スイス山里COSMOSNOMADO

アルプスの山を眺め空を見上げながら心に映る風景を綴ります

外から見ていたこの10年

今週のお題「変わった」

日本はこの10年で変わった。何か今まで日本人が大切にしていたものが蔑ろにされていった10年だったような気がする。社会全体に閉塞感が広がっているようだ。

それはどうしてだろう。やはり一番に考えられるのは政治の劣化ではないか。2011年3月11日は、日本にとって転換点となった日だった。そう、あの東日本大震災である。あれは、すべての日本国民、いや、世界にとって忘れられない日となった。大地震大津波の被害だけではなく、福島第一原発が電源喪失によってメルトダウンしてしまったのだ。それによって、大規模な放射能被害が広がった。12年経った今も、その問題は解決していない。起きてしまった後に一番大事なのは、それに国の政治がどのように対応していくかだと思う。ドイツではいち早く当時のメルケル首相が反応して、国の政策を変えた。あの時のこちらの雰囲気をよく覚えている。あの原発事故の後、原発離脱の議論が高まった。私は素人ながら、たまたま日本人としてスイステレビの討論番組に招かれて、5人の専門家たちに囲まれた議論に加わることになったのだが、あの時の真剣なスタジオの雰囲気は今も覚えている。原発を担っている電力会社のトップと賛成派の政治家、原子力の専門家、原発反対のグリーンピースの事務局長、同じく反対派の医師らがそれぞれの立場から意見を述べて議論していたが、いずれもあの原発事故を受けて真摯な態度だった。皆ショックを受け、楽屋でも厳かな雰囲気が漂っていた。一方、日本のテレビ番組、たしか朝生とかいう番組だったと思うが、これが当事国の雰囲気かと思うほど、他人事のような議論が繰り広げられていた。
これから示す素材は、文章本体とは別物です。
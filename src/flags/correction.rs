//! Forced flag correction
//!
//! A small ordered set of authoritative business overrides. When a rule's
//! condition is detected, the statistical signal is discarded: every flag
//! is cleared and only the rule's designated flags are set. Rules are
//! evaluated highest priority first and at most one fires per ticket.

use tracing::debug;

use crate::ticket::OrderContent;

use super::FlagSet;

/// The forced-correction rules, in evaluation order.
#[derive(Debug, Clone, Copy, PartialEq, Eq)]
pub enum CorrectionRule {
    /// Fiber migration handled as an outbound campaign.
    BMigrationOutbound,
    /// ADSL migration handled as an outbound campaign.
    AdslMigrationOutbound,
    /// Referral received through a partner center.
    PartnerCenterReferral,
    /// Order under an upsell-ineligible vendor name.
    UpsellNgVendor,
    /// Order for a site office or event installation (booth, model room).
    SiteOfficeEvent,
}

impl std::fmt::Display for CorrectionRule {
    fn fmt(&self, f: &mut std::fmt::Formatter<'_>) -> std::fmt::Result {
        let name = match self {
            CorrectionRule::BMigrationOutbound => "b-migration-outbound",
            CorrectionRule::AdslMigrationOutbound => "adsl-migration-outbound",
            CorrectionRule::PartnerCenterReferral => "partner-center-referral",
            CorrectionRule::UpsellNgVendor => "upsell-ng-vendor",
            CorrectionRule::SiteOfficeEvent => "site-office-event",
        };
        write!(f, "{}", name)
    }
}

/// Apply the forced-correction rules to an evaluated flag set.
///
/// Returns the rule that fired, if any. On a match all 71 flags are
/// cleared first, then the rule's designated values are written; no
/// further rule is evaluated.
pub fn apply_forced_correction(
    flags: &mut FlagSet,
    order: OrderContent,
) -> Option<CorrectionRule> {
    let fired = if is_b_migration(flags, order) {
        flags.clear_all();
        flags.set(33, 1);
        flags.set(24, 1);
        flags.set(7, 0);
        CorrectionRule::BMigrationOutbound
    } else if is_adsl_migration(flags, order) {
        flags.clear_all();
        flags.set(33, 1);
        flags.set(6, 1);
        flags.set(7, 0);
        CorrectionRule::AdslMigrationOutbound
    } else if flags.is_set(35) {
        flags.clear_all();
        flags.set(35, 1);
        CorrectionRule::PartnerCenterReferral
    } else if flags.is_set(41) {
        flags.clear_all();
        flags.set(41, 1);
        CorrectionRule::UpsellNgVendor
    } else if is_site_office_event(flags, order) {
        flags.clear_all();
        flags.set(21, 0);
        flags.set(39, 1);
        CorrectionRule::SiteOfficeEvent
    } else {
        return None;
    };

    debug!(rule = %fired, "forced correction applied");
    Some(fired)
}

fn is_b_migration(flags: &FlagSet, order: OrderContent) -> bool {
    matches!(
        order,
        OrderContent::NEW | OrderContent::CHANGE | OrderContent::INQUIRY
    ) && flags.is_set(33)
        && flags.is_set(24)
        && !flags.is_set(7)
}

fn is_adsl_migration(flags: &FlagSet, order: OrderContent) -> bool {
    matches!(
        order,
        OrderContent::NEW | OrderContent::CHANGE | OrderContent::INQUIRY
    ) && flags.is_set(33)
        && flags.is_set(6)
        && !flags.is_set(7)
}

fn is_site_office_event(flags: &FlagSet, order: OrderContent) -> bool {
    matches!(
        order,
        OrderContent::NEW | OrderContent::EXPANSION | OrderContent::CHANGE | OrderContent::INQUIRY
    ) && !flags.is_set(21)
        && flags.is_set(39)
}
/// County names (minus the " County" suffix) that belong to New York City.
pub static NYC_COUNTIES: &[&str] = &["Kings", "New York", "Bronx", "Queens", "Richmond"];

/// State code the source rows must carry to be considered.
pub const TARGET_STATE: &str = "NY";

/// Canonical borough names, matching `properties.name` in the boundary file.
pub static BOROUGHS: &[&str] = &["Brooklyn", "Manhattan", "Staten Island", "Bronx", "Queens"];

/// Map a county name to its borough display name. Counties whose county and
/// borough names already agree (and any unrecognized input) pass through
/// unchanged.
pub fn canonical_borough(name: &str) -> &str {
    match name {
        "Kings" => "Brooklyn",
        "New York" => "Manhattan",
        "Richmond" => "Staten Island",
        other => other,
    }
}

/// Strip a trailing `" County"` suffix if present.
pub fn strip_county_suffix(name: &str) -> &str {
    name.strip_suffix(" County").unwrap_or(name)
}
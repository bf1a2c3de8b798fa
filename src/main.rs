use anyhow::Result;
use borocases::{
    fetch::Resources,
    process::{clean, group_by_date, select_value},
    state::HighlightController,
};
use reqwest::Client;
use std::env;
use tracing::{info, warn};
use tracing_subscriber::{fmt, EnvFilter};

const DEFAULT_CASES_SOURCE: &str = "covid_confirmed_usafacts.csv";
const DEFAULT_BOUNDARIES_SOURCE: &str = "new-york-city-boroughs.geojson.json";

#[tokio::main]
async fn main() -> Result<()> {
    // ─── 1) init logging ─────────────────────────────────────────────
    let env = EnvFilter::try_from_default_env().unwrap_or_else(|_| EnvFilter::new("info"));
    fmt::Subscriber::builder().with_env_filter(env).init();
    info!("startup");

    // ─── 2) resolve sources ──────────────────────────────────────────
    let mut args = env::args().skip(1);
    let cases_source = args.next().unwrap_or_else(|| DEFAULT_CASES_SOURCE.to_string());
    let boundaries_source = args
        .next()
        .unwrap_or_else(|| DEFAULT_BOUNDARIES_SOURCE.to_string());
    let hover_borough = args.next();

    // ─── 3) load both resources, order-independent ──────────────────
    let client = Client::new();
    let resources = Resources::new();
    let (table, boundaries) = tokio::try_join!(
        resources.cases(&client, &cases_source),
        resources.boundaries(&client, &boundaries_source),
    )?;
    info!(
        rows = table.rows.len(),
        dates = table.date_labels.len(),
        features = boundaries.features.len(),
        "resources loaded"
    );

    let unlinked = boundaries.unlinked_names();
    if !unlinked.is_empty() {
        warn!(?unlinked, "boundary features that will never match a series");
    }

    // ─── 4) clean into the normalized series ─────────────────────────
    let outcome = clean(table);
    let [county, state, label, cutoff, missing] = outcome.drop_counts();
    info!(
        records = outcome.records.len(),
        unrecognized_county = county,
        out_of_state = state,
        unparseable_label = label,
        before_cutoff = cutoff,
        missing_value = missing,
        "cleaned series"
    );

    // ─── 5) aggregate by date ────────────────────────────────────────
    let groups = group_by_date(&outcome.records);
    info!(groups = groups.len(), "grouped by date");

    // ─── 6) emit the chart series ────────────────────────────────────
    let mut controller = HighlightController::new();
    if let Some(borough) = &hover_borough {
        controller.on_hover(borough);
    }
    let highlight = controller.snapshot();

    for group in &groups {
        let total = select_value(group, None);
        match highlight.active() {
            None => info!(date = %group.key, total = total.unwrap_or(0), "point"),
            Some(borough) => match select_value(group, Some(borough)) {
                Some(cases) => info!(
                    date = %group.key,
                    total = total.unwrap_or(0),
                    %borough,
                    cases,
                    "point"
                ),
                None => info!(
                    date = %group.key,
                    total = total.unwrap_or(0),
                    %borough,
                    "point (no data for borough)"
                ),
            },
        }
    }

    info!("done");
    Ok(())
}
use chrono::NaiveDate;

/// Parse a column date label into a calendar date.
///
/// The source file labels its date columns `M/D/YY` (no zero padding);
/// re-exports of the same data sometimes carry `M/D/YYYY` or ISO
/// `YYYY-MM-DD`. Anything else is `None`.
pub fn parse_date_label(label: &str) -> Option<NaiveDate> {
    let label = label.trim();
    if label.is_empty() {
        return None;
    }
    for fmt in ["%m/%d/%y", "%m/%d/%Y"] {
        if let Ok(date) = NaiveDate::parse_from_str(label, fmt) {
            return Some(date);
        }
    }
    // ISO labels always carry a four-digit year; without the shape check
    // chrono would read a dash-date like "3-7-20" as year 3.
    let bytes = label.as_bytes();
    if bytes.len() >= 8 && bytes[..4].iter().all(u8::is_ascii_digit) && bytes[4] == b'-' {
        return NaiveDate::parse_from_str(label, "%Y-%m-%d").ok();
    }
    None
}
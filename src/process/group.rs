use std::collections::HashMap;

use crate::process::types::{DateGroup, Record};

/// Group records by exact date, keyed by the date's ISO string form.
///
/// Group order follows the order each key was first seen in `records`;
/// member order within a group is input order. Every record lands in
/// exactly one group, so total count is preserved.
pub fn group_by_date(records: &[Record]) -> Vec<DateGroup> {
    let mut groups: Vec<DateGroup> = Vec::new();
    let mut index: HashMap<String, usize> = HashMap::new();

    for record in records {
        let key = record.date.to_string();
        match index.get(&key).copied() {
            Some(i) => groups[i].values.push(record.clone()),
            None => {
                index.insert(key.clone(), groups.len());
                groups.push(DateGroup {
                    key,
                    values: vec![record.clone()],
                });
            }
        }
    }

    groups
}

#[cfg(test)]
mod tests {
    use super::*;
    use chrono::NaiveDate;

    fn rec(day: u32, cases: u64, borough: &str) -> Record {
        Record {
            date: NaiveDate::from_ymd_opt(2020, 3, day).unwrap(),
            cases,
            borough: borough.into(),
        }
    }

    #[test]
    fn groups_follow_first_seen_key_order() {
        let records = vec![
            rec(7, 2, "Brooklyn"),
            rec(8, 5, "Brooklyn"),
            rec(7, 1, "Bronx"),
            rec(8, 1, "Bronx"),
        ];
        let groups = group_by_date(&records);
        assert_eq!(groups.len(), 2);
        assert_eq!(groups[0].key, "2020-03-07");
        assert_eq!(groups[1].key, "2020-03-08");
        assert_eq!(groups[0].values, vec![rec(7, 2, "Brooklyn"), rec(7, 1, "Bronx")]);
        assert_eq!(groups[1].values, vec![rec(8, 5, "Brooklyn"), rec(8, 1, "Bronx")]);
    }

    #[test]
    fn every_member_key_matches_its_own_date() {
        let records = vec![rec(7, 2, "Brooklyn"), rec(8, 5, "Queens"), rec(7, 3, "Bronx")];
        for group in group_by_date(&records) {
            for member in &group.values {
                assert_eq!(member.date.to_string(), group.key);
            }
        }
    }

    #[test]
    fn preserves_total_record_count() {
        let records = vec![
            rec(7, 2, "Brooklyn"),
            rec(7, 1, "Bronx"),
            rec(9, 4, "Queens"),
            rec(8, 5, "Brooklyn"),
            rec(9, 6, "Manhattan"),
        ];
        let groups = group_by_date(&records);
        let total: usize = groups.iter().map(|g| g.values.len()).sum();
        assert_eq!(total, records.len());
    }

    #[test]
    fn rerun_is_deterministic() {
        let records = vec![
            rec(9, 4, "Queens"),
            rec(7, 2, "Brooklyn"),
            rec(9, 6, "Manhattan"),
            rec(7, 1, "Bronx"),
        ];
        assert_eq!(group_by_date(&records), group_by_date(&records));
    }

    #[test]
    fn empty_input_yields_no_groups() {
        assert!(group_by_date(&[]).is_empty());
    }
}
その後の日本での経緯は、ご存知の通りである。被害者や国民の声を無視して、あたかもすべてが収束したかのような態度で政治が進められてきたようだ。違う道もあったはずだが。そして、それが大いに国の発展につながったかもしれないのだが。

すべてにおいて一番大事なことは、避けずに問題を直視することだと思う。そうすれば、その時できる最善の対応策が出てくるだろう。立場はどうあれ、まずは誠実に向き合う態度だ。しかし、この10年を見ていると、日本の政治はこの問題に限らず、避ける、誤魔化す、詭弁を弄する道に舵を切っていったように思える。政治とはそんなものと、それがあまりにも当たり前になっていくのが危うい。いくら個々の人々が頑張っても、最終的には政治が国の命運と国民の生活を左右していくのだから。私がいた頃の日本だって、政治の世界はけっして清廉潔白なものではなかった。けれでも、少なくとも本音と建前があって、建前としては、何らかの不祥事があった時には、政治家は国民に対して責任を取るという姿勢が当たり前だった。だが、今の様子を見ていると、その建前さえなくなってしまったようだ。また、国民の半分も無関心になってしまった。あまりに暖簾に腕押しの状態が続いたのだから、それも無理はないことなのかもしれない。でも、やはりより良い未来の為にめげずに何らかの行動をしている人たちの足を引っ張っては申し分けないだろう。関心を持ち続けることは大事だ。実際、何とかして社会をよくしようと動いている人たちはいる。

そうこう思っていたところ、参加した出版記念オンラインシンポジウムでのある方の発言が心に残った。それは、他者に対する信頼があってこそ初めて繋がっていける、その内容への賛否は別として、まずはその人の言っていることが信じられるものであることが基盤となるということ。表立って嘘を吐くことを躊躇わなくなった政治と、真偽入り混じった情報が溢れかえっている社会の中で、それでも明かりを灯して前に進んで行こうとする人たちがいる。

私たちが日本人の徳目として受け継いできた「正直、誠実、信頼」を失うことなく、日本社会が続いていってほしい。